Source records
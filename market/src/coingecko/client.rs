use std::time::Duration;

use async_trait::async_trait;
use reqwest::{Client, Url};
use rust_decimal::Decimal;
use serde_json::Value;
use tracing::{debug, instrument};

use super::errors::GeckoError;
use super::types::{parse_markets, parse_simple_price};
use crate::errors::MarketError;
use crate::feed::MarketFeed;
use crate::types::{AssetSnapshot, RawAssetDetail};

pub const DEFAULT_BASE_URL: &str = "https://api.coingecko.com/api/v3";

#[derive(Clone)]
pub struct CoinGeckoClient {
    http: Client,
    base_url: String,
}

impl CoinGeckoClient {
    /// `timeout` bounds every request end to end.
    pub fn new(base_url: impl Into<String>, timeout: Duration) -> Result<Self, GeckoError> {
        let http = Client::builder()
            .timeout(timeout)
            .pool_idle_timeout(Duration::from_secs(30))
            .tcp_keepalive(Duration::from_secs(30))
            .user_agent(concat!("market-pulse/", env!("CARGO_PKG_VERSION")))
            .build()?;

        Ok(Self {
            http,
            base_url: base_url.into().trim_end_matches('/').to_string(),
        })
    }

    /// Appends `segments` to the base url, percent-encoding each one so a
    /// caller-supplied id stays a single path segment.
    fn endpoint_url(&self, segments: &[&str]) -> Result<Url, GeckoError> {
        let mut url = Url::parse(&self.base_url)
            .map_err(|e| GeckoError::InvalidBaseUrl(format!("{}: {e}", self.base_url)))?;

        url.path_segments_mut()
            .map_err(|_| GeckoError::InvalidBaseUrl(self.base_url.clone()))?
            .pop_if_empty()
            .extend(segments);

        Ok(url)
    }

    async fn get_json(
        &self,
        endpoint: &'static str,
        segments: &[&str],
        query: &[(&str, &str)],
    ) -> Result<Value, GeckoError> {
        let url = self.endpoint_url(segments)?;

        let resp = self.http.get(url).query(query).send().await?;

        let status = resp.status();
        if !status.is_success() {
            return Err(GeckoError::Status {
                endpoint,
                status: status.as_u16(),
            });
        }

        let bytes = resp.bytes().await?;
        Ok(serde_json::from_slice(&bytes)?)
    }

    #[instrument(skip(self), level = "debug")]
    pub async fn markets(&self, sparkline: bool) -> Result<Vec<AssetSnapshot>, GeckoError> {
        let body = self
            .get_json(
                "coins/markets",
                &["coins", "markets"],
                &[
                    ("vs_currency", "usd"),
                    ("sparkline", if sparkline { "true" } else { "false" }),
                ],
            )
            .await?;

        let assets = parse_markets(body)?;
        debug!(assets = assets.len(), "coingecko markets fetched");

        Ok(assets)
    }

    #[instrument(skip(self), fields(asset_id = %asset_id), level = "debug")]
    pub async fn coin(&self, asset_id: &str) -> Result<RawAssetDetail, GeckoError> {
        let body = self
            .get_json(
                "coins/{id}",
                &["coins", asset_id],
                &[
                    ("localization", "false"),
                    ("tickers", "false"),
                    ("market_data", "false"),
                    ("community_data", "false"),
                    ("developer_data", "false"),
                ],
            )
            .await?;

        if !body.is_object() {
            return Err(GeckoError::InvalidResponse(format!(
                "expected object for coin {asset_id}"
            )));
        }

        Ok(serde_json::from_value(body)?)
    }

    #[instrument(skip(self), fields(asset_id = %asset_id), level = "debug")]
    pub async fn simple_price(&self, asset_id: &str) -> Result<Option<Decimal>, GeckoError> {
        let body = self
            .get_json(
                "simple/price",
                &["simple", "price"],
                &[("ids", asset_id), ("vs_currencies", "usd")],
            )
            .await?;

        let price = parse_simple_price(&body, asset_id);
        debug!(price = ?price, "coingecko spot price fetched");

        Ok(price)
    }
}

#[async_trait]
impl MarketFeed for CoinGeckoClient {
    async fn fetch_market_snapshot(
        &self,
        sparkline: bool,
    ) -> Result<Vec<AssetSnapshot>, MarketError> {
        Ok(self.markets(sparkline).await?)
    }

    async fn fetch_asset_detail(&self, asset_id: &str) -> Result<RawAssetDetail, MarketError> {
        Ok(self.coin(asset_id).await?)
    }

    async fn fetch_current_price(&self, asset_id: &str) -> Result<Option<Decimal>, MarketError> {
        Ok(self.simple_price(asset_id).await?)
    }
}

#[cfg(test)]
mod tests {
    use super::*;

    #[test]
    fn trailing_slash_is_trimmed_from_base_url() {
        let client = CoinGeckoClient::new("http://localhost:9/api/v3/", Duration::from_secs(1))
            .unwrap();

        assert_eq!(client.base_url, "http://localhost:9/api/v3");
    }

    #[test]
    fn asset_id_is_encoded_as_one_path_segment() {
        let client =
            CoinGeckoClient::new("https://api.coingecko.com/api/v3", Duration::from_secs(1)).unwrap();

        let url = client.endpoint_url(&["coins", "../simple/price?ids=x"]).unwrap();

        assert_eq!(
            url.as_str(),
            "https://api.coingecko.com/api/v3/coins/..%2Fsimple%2Fprice%3Fids=x"
        );
        assert_eq!(url.query(), None);
    }

    #[test]
    fn plain_ids_are_left_alone() {
        let client = CoinGeckoClient::new("http://localhost:9/api/v3/", Duration::from_secs(1))
            .unwrap();

        let url = client.endpoint_url(&["coins", "wrapped-bitcoin"]).unwrap();

        assert_eq!(url.as_str(), "http://localhost:9/api/v3/coins/wrapped-bitcoin");
    }

    #[tokio::test]
    async fn malformed_base_url_is_upstream_unavailable() {
        let client = CoinGeckoClient::new("not a url", Duration::from_secs(1)).unwrap();

        let err = client.fetch_asset_detail("bitcoin").await.unwrap_err();
        assert!(matches!(err, MarketError::UpstreamUnavailable(_)));
    }

    #[tokio::test]
    async fn unreachable_host_is_upstream_unavailable() {
        let client =
            CoinGeckoClient::new("http://127.0.0.1:9", Duration::from_millis(500)).unwrap();

        let err = client.fetch_current_price("bitcoin").await.unwrap_err();
        assert!(matches!(err, MarketError::UpstreamUnavailable(_)));
    }
}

## Problem details
Word for word, output the lines of the data from its first line through the line where "let resp = self.http.get(url).query(query).send().await?;" appears, and stop there.

## Written answer
filename market/src/coingecko/client.rs
use std::time::Duration;

use async_trait::async_trait;
use reqwest::{Client, Url};
use rust_decimal::Decimal;
use serde_json::Value;
use tracing::{debug, instrument};

use super::errors::GeckoError;
use super::types::{parse_markets, parse_simple_price};
use crate::errors::MarketError;
use crate::feed::MarketFeed;
use crate::types::{AssetSnapshot, RawAssetDetail};

pub const DEFAULT_BASE_URL: &str = "https://api.coingecko.com/api/v3";

#[derive(Clone)]
pub struct CoinGeckoClient {
    http: Client,
    base_url: String,
}

impl CoinGeckoClient {
    /// `timeout` bounds every request end to end.
    pub fn new(base_url: impl Into<String>, timeout: Duration) -> Result<Self, GeckoError> {
        let http = Client::builder()
            .timeout(timeout)
            .pool_idle_timeout(Duration::from_secs(30))
            .tcp_keepalive(Duration::from_secs(30))
            .user_agent(concat!("market-pulse/", env!("CARGO_PKG_VERSION")))
            .build()?;

        Ok(Self {
            http,
            base_url: base_url.into().trim_end_matches('/').to_string(),
        })
    }

    /// Appends `segments` to the base url, percent-encoding each one so a
    /// caller-supplied id stays a single path segment.
    fn endpoint_url(&self, segments: &[&str]) -> Result<Url, GeckoError> {
        let mut url = Url::parse(&self.base_url)
            .map_err(|e| GeckoError::InvalidBaseUrl(format!("{}: {e}", self.base_url)))?;

        url.path_segments_mut()
            .map_err(|_| GeckoError::InvalidBaseUrl(self.base_url.clone()))?
            .pop_if_empty()
            .extend(segments);

        Ok(url)
    }

    async fn get_json(
        &self,
        endpoint: &'static str,
        segments: &[&str],
        query: &[(&str, &str)],
    ) -> Result<Value, GeckoError> {
        let url = self.endpoint_url(segments)?;

        let resp = self.http.get(url).query(query).send().await?;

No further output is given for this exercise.